Ненависть ослепила Елизавету! Она вцепилась в растрепанные
Улькины волосенки и рванула. Девка с воплем опрокинулась навзничь, Елизавета
занесла кнут и обрушила на Вольного удар такой силы, что рубашка на его плечах
лопнула. Он зарычал от боли, обернувшись к Елизавете с выражением изумления и
ненависти. Но ее уже невозможно было остановить! Вольной, стиснув кулаки,
дернулся обратно в комнату, но штаны его зацепились за гвоздь, он не мог ни
броситься на Елизавету, ни убежать и в конце концов скорчился, сидя верхом на
подоконнике, обхватив голову руками, чтобы хоть как-то спастись от ударов.
Елизавета могла бы забить его до смерти, когда б не
очухалась Улька, не прыгнула отчаянно визжащей кошкою ей на спину.
Не составило труда оторвать ее от себя.
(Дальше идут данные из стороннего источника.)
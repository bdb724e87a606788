//! HTTP API of the fleet console
//!
//! Serves reconciled streams and their commit feed, accepts operator
//! commands, exposes the convergence board, and answers health, readiness
//! and metrics probes.

use crate::error::{ApiError, ApiResult};
use crate::sessions::{SessionBoard, SessionReport};
use axum::{
    extract::{Path, Query, State},
    http::StatusCode,
    response::{
        sse::{Event, KeepAlive, Sse},
        IntoResponse,
    },
    routing::{get, post},
    Json, Router,
};
use chrono::{DateTime, Utc};
use futures_util::stream::{self, Stream};
use fleet_core::command::{Command, CommandDispatcher, DispatchOutcome};
use fleet_core::health::{ComponentStatus, HealthRegistry};
use fleet_core::models::{EntityIdentity, EntityKind, ReconciledView};
use fleet_core::reconcile::{LoadOutcome, Reconciler};
use prometheus::{Encoder, TextEncoder};
use serde::{Deserialize, Serialize};
use std::convert::Infallible;
use std::sync::Arc;
use std::time::Duration;
use tokio::sync::broadcast::error::RecvError;
use tracing::{debug, info, warn};

/// Shared application state
#[derive(Clone)]
pub struct AppState {
    pub health_registry: HealthRegistry,
    pub reconciler: Arc<Reconciler>,
    pub dispatcher: Arc<CommandDispatcher>,
    pub sessions: SessionBoard,
}

impl AppState {
    pub fn new(
        health_registry: HealthRegistry,
        reconciler: Arc<Reconciler>,
        dispatcher: Arc<CommandDispatcher>,
        sessions: SessionBoard,
    ) -> Self {
        Self {
            health_registry,
            reconciler,
            dispatcher,
            sessions,
        }
    }
}

#[derive(Debug, Default, Deserialize)]
pub struct StreamQuery {
    #[serde(default)]
    pub refresh: bool,
}

/// Snapshot of one stream
#[derive(Debug, Serialize, Deserialize)]
#[serde(rename_all = "camelCase")]
pub struct StreamResponse {
    pub kind: EntityKind,
    /// Epoch of the committed set (0 if nothing was committed yet)
    pub epoch: u64,
    pub live_available: bool,
    pub fetched_at: Option<DateTime<Utc>>,
    pub error: Option<String>,
    pub views: Vec<ReconciledView>,
}

/// One row of the stream index
#[derive(Debug, Serialize, Deserialize)]
#[serde(rename_all = "camelCase")]
pub struct StreamSummary {
    pub kind: EntityKind,
    pub epoch: u64,
    pub entities: usize,
    pub live_available: bool,
    pub fetched_at: Option<DateTime<Utc>>,
    #[serde(default, skip_serializing_if = "Option::is_none")]
    pub error: Option<String>,
}

#[derive(Debug, Serialize, Deserialize)]
#[serde(rename_all = "camelCase")]
pub struct ReloadResponse {
    pub kind: EntityKind,
    pub outcome: String,
    #[serde(default, skip_serializing_if = "Option::is_none")]
    pub epoch: Option<u64>,
    #[serde(default, skip_serializing_if = "Option::is_none")]
    pub error: Option<String>,
}

#[derive(Debug, Serialize, Deserialize)]
pub struct CommandRequest {
    pub identity: EntityIdentity,
    pub command: Command,
}

#[derive(Debug, Serialize, Deserialize)]
#[serde(rename_all = "camelCase")]
pub struct CommandResponse {
    pub identity: EntityIdentity,
    pub command: String,
    /// True when a convergence session was started
    pub converging: bool,
    /// Board id of that session
    #[serde(default, skip_serializing_if = "Option::is_none")]
    pub session_id: Option<u64>,
    #[serde(default, skip_serializing_if = "Option::is_none")]
    pub message: Option<String>,
}

fn parse_kind(kind: &str) -> ApiResult<EntityKind> {
    kind.parse()
        .map_err(|e: fleet_core::models::ParseKindError| ApiError::NotFound(e.to_string()))
}

async fn get_stream(
    State(state): State<Arc<AppState>>,
    Path(kind): Path<String>,
    Query(query): Query<StreamQuery>,
) -> ApiResult<Json<StreamResponse>> {
    let kind = parse_kind(&kind)?;

    if query.refresh || state.reconciler.snapshot(kind).is_none() {
        state.reconciler.load(kind).await;
    }

    let snapshot = state.reconciler.snapshot(kind).unwrap_or_default();
    let response = match snapshot.set {
        Some(set) => StreamResponse {
            kind,
            epoch: set.epoch,
            live_available: set.live_available,
            fetched_at: Some(set.fetched_at),
            error: snapshot.error,
            views: set.views.clone(),
        },
        None => StreamResponse {
            kind,
            epoch: 0,
            live_available: false,
            fetched_at: None,
            error: snapshot.error,
            views: Vec::new(),
        },
    };

    Ok(Json(response))
}

async fn list_streams(State(state): State<Arc<AppState>>) -> Json<Vec<StreamSummary>> {
    let summaries = state
        .reconciler
        .loaded_kinds()
        .into_iter()
        .filter_map(|kind| {
            let snapshot = state.reconciler.snapshot(kind)?;
            let set = snapshot.set.as_ref();
            Some(StreamSummary {
                kind,
                epoch: set.map(|s| s.epoch).unwrap_or(0),
                entities: set.map(|s| s.views.len()).unwrap_or(0),
                live_available: set.map(|s| s.live_available).unwrap_or(false),
                fetched_at: set.map(|s| s.fetched_at),
                error: snapshot.error,
            })
        })
        .collect();

    Json(summaries)
}

/// Server-sent events, one per committed stream set
async fn stream_updates(
    State(state): State<Arc<AppState>>,
) -> Sse<impl Stream<Item = Result<Event, Infallible>>> {
    let updates = state.reconciler.subscribe();

    let events = stream::unfold(updates, |mut updates| async move {
        match updates.recv().await {
            Ok(update) => {
                let event = Event::default()
                    .event("commit")
                    .json_data(&update)
                    .unwrap_or_else(|_| Event::default().comment("unencodable update"));
                Some((Ok(event), updates))
            }
            Err(RecvError::Lagged(skipped)) => {
                debug!(skipped, "Update subscriber lagged");
                Some((Ok(Event::default().comment("lagged")), updates))
            }
            Err(RecvError::Closed) => None,
        }
    });

    Sse::new(events).keep_alive(
        KeepAlive::new()
            .interval(Duration::from_secs(15))
            .text("ping"),
    )
}

async fn reload_stream(
    State(state): State<Arc<AppState>>,
    Path(kind): Path<String>,
) -> ApiResult<impl IntoResponse> {
    let kind = parse_kind(&kind)?;
    let outcome = state.reconciler.load(kind).await;

    let (status, response) = match &outcome {
        LoadOutcome::Applied(set) => (
            StatusCode::OK,
            ReloadResponse {
                kind,
                outcome: outcome.as_str().to_string(),
                epoch: Some(set.epoch),
                error: None,
            },
        ),
        LoadOutcome::Superseded => (
            StatusCode::OK,
            ReloadResponse {
                kind,
                outcome: outcome.as_str().to_string(),
                epoch: None,
                error: None,
            },
        ),
        LoadOutcome::Failed { error } => (
            StatusCode::BAD_GATEWAY,
            ReloadResponse {
                kind,
                outcome: outcome.as_str().to_string(),
                epoch: None,
                error: Some(error.clone()),
            },
        ),
    };

    Ok((status, Json(response)))
}

async fn dispatch_command(
    State(state): State<Arc<AppState>>,
    Json(request): Json<CommandRequest>,
) -> ApiResult<impl IntoResponse> {
    let name = request.command.name();
    info!(identity = %request.identity, command = %request.command, "Command requested");

    let outcome = state
        .dispatcher
        .dispatch(request.command, request.identity.clone())
        .await
        .map_err(|e| {
            warn!(identity = %request.identity, command = name, error = %e, "Command refused");
            ApiError::from(e)
        })?;

    let converging = outcome.is_converging();
    let message = outcome.ack().message.clone();
    let session_id = match outcome {
        DispatchOutcome::Converging { session, .. } => Some(state.sessions.track(name, session).0),
        DispatchOutcome::Applied { .. } => None,
    };

    Ok((
        StatusCode::ACCEPTED,
        Json(CommandResponse {
            identity: request.identity,
            command: name.to_string(),
            converging,
            session_id,
            message,
        }),
    ))
}

async fn list_sessions(State(state): State<Arc<AppState>>) -> Json<Vec<SessionReport>> {
    Json(state.sessions.list())
}

/// Health check: 200 while operational, 503 when a component is unhealthy
async fn healthz(State(state): State<Arc<AppState>>) -> impl IntoResponse {
    let health = state.health_registry.health().await;

    let status_code = match health.status {
        ComponentStatus::Healthy | ComponentStatus::Degraded => StatusCode::OK,
        ComponentStatus::Unhealthy => StatusCode::SERVICE_UNAVAILABLE,
    };

    (status_code, Json(health))
}

async fn readyz(State(state): State<Arc<AppState>>) -> impl IntoResponse {
    let readiness = state.health_registry.readiness().await;

    let status_code = if readiness.ready {
        StatusCode::OK
    } else {
        StatusCode::SERVICE_UNAVAILABLE
    };

    (status_code, Json(readiness))
}

async fn metrics() -> impl IntoResponse {
    let encoder = TextEncoder::new();
    let mut buffer = Vec::new();

    if let Err(e) = encoder.encode(&prometheus::gather(), &mut buffer) {
        warn!(error = %e, "Failed to encode metrics");
        return (
            StatusCode::INTERNAL_SERVER_ERROR,
            [("content-type", "text/plain; charset=utf-8")],
            Vec::new(),
        );
    }

    (
        StatusCode::OK,
        [("content-type", "text/plain; charset=utf-8")],
        buffer,
    )
}

pub fn create_router(state: Arc<AppState>) -> Router {
    Router::new()
        .route("/api/v1/streams", get(list_streams))
        .route("/api/v1/streams/:kind", get(get_stream))
        .route("/api/v1/streams/:kind/reload", post(reload_stream))
        .route("/api/v1/commands", post(dispatch_command))
        .route("/api/v1/sessions", get(list_sessions))
        .route("/api/v1/events", get(stream_updates))
        .route("/healthz", get(healthz))
        .route("/readyz", get(readyz))
        .route("/metrics", get(metrics))
        .with_state(state)
}

pub async fn serve(port: u16, state: Arc<AppState>) -> anyhow::Result<()> {
    let app = create_router(state);

    let addr = format!("0.0.0.0:{}", port);
    info!(addr = %addr, "Starting console API");

    let listener = tokio::net::TcpListener::bind(&addr).await?;
    axum::serve(listener, app).await?;

    Ok(())
}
Сейчас Елизавета
могла бы рысь задушить голыми руками! Но это отняло какое-то мгновение, как раз
достаточное, чтобы Вольной наконец-то смог отцепить штаны и вскочить в комнату.
Елизавета швырнула Ульку на него так, что оба едва
удержались на ногах; мгновение глядела в лицо Вольного, залитое кровью, с
рассеченной бровью, и на личико Ульки со следами пощечины. Переломив кнут,
швырнула его под ноги Вольному и выскочила из спальни, так шарахнув дверью, что
старый дом загудел, застонал; и этот стон преследовал Елизавету все время, пока
она, не разбирая дороги, бежала по улицам бог весть куда.
Это стонало ее сердце. Оскорбленное, раненое сердце!..
* * *
Ноги меж тем сами привели ее на кладбище. Вот и сторожка.
Окна завешены, но в щелку виден свет.
Посмотрела на небо. Да ведь уже глубокая ночь! Белый
яблоневый дым дальних созвездий струился в вышине; и все кладбище, чудилось,
окружено этим ледяным, прозрачным, звездным дымом. Вокруг стояла вдовья осенняя
тишь; шаги звучали гулко, словно земля была схвачена морозцем.
Елизавета передернула плечами. Ее вдруг пробрал такой озноб,
что клацнули зубы. Надо зайти к Федору – согреться.
Она робко толкнула дверь. Та отворилась. В глаза ударил
такой яркий свет, словно здесь были зажжены все свечи.
Застыла, увидав сестру Фимки, стоявшую раскорякою и неловко,
поспешно замывающую пол.
Елизавета усмехнулась бы на эту внезапно проявившуюся
страсть к чистоте, когда б не ярость, с коею воззрилась на нее баба, так и
застывшая в нелепой, уродливой позе. И той же неудержимой злобой сверкнули
маленькие глазки Фимки, которая, почему-то вся в белом, взобравшись на табурет,
торопливо замазывала известкой грязную печь и стену возле оной.
– Где Федор? – Елизавета не узнала своего вдруг охрипшего
голоса.
– Нету... пропал мужик... – пробормотала Фимка, и ее глаза
как бы вцепились в глаза Елизаветы, оцепеняя, зачаровывая, словно змея свою
жертву. Но все-таки взгляд Елизаветы вырвался, скользнул ниже, куда еще не
добрались грязно-белые известковые потоки, еще не скрыли ярких, словно
кладбищенская земляника, красных пятен... Кровавых брызг?!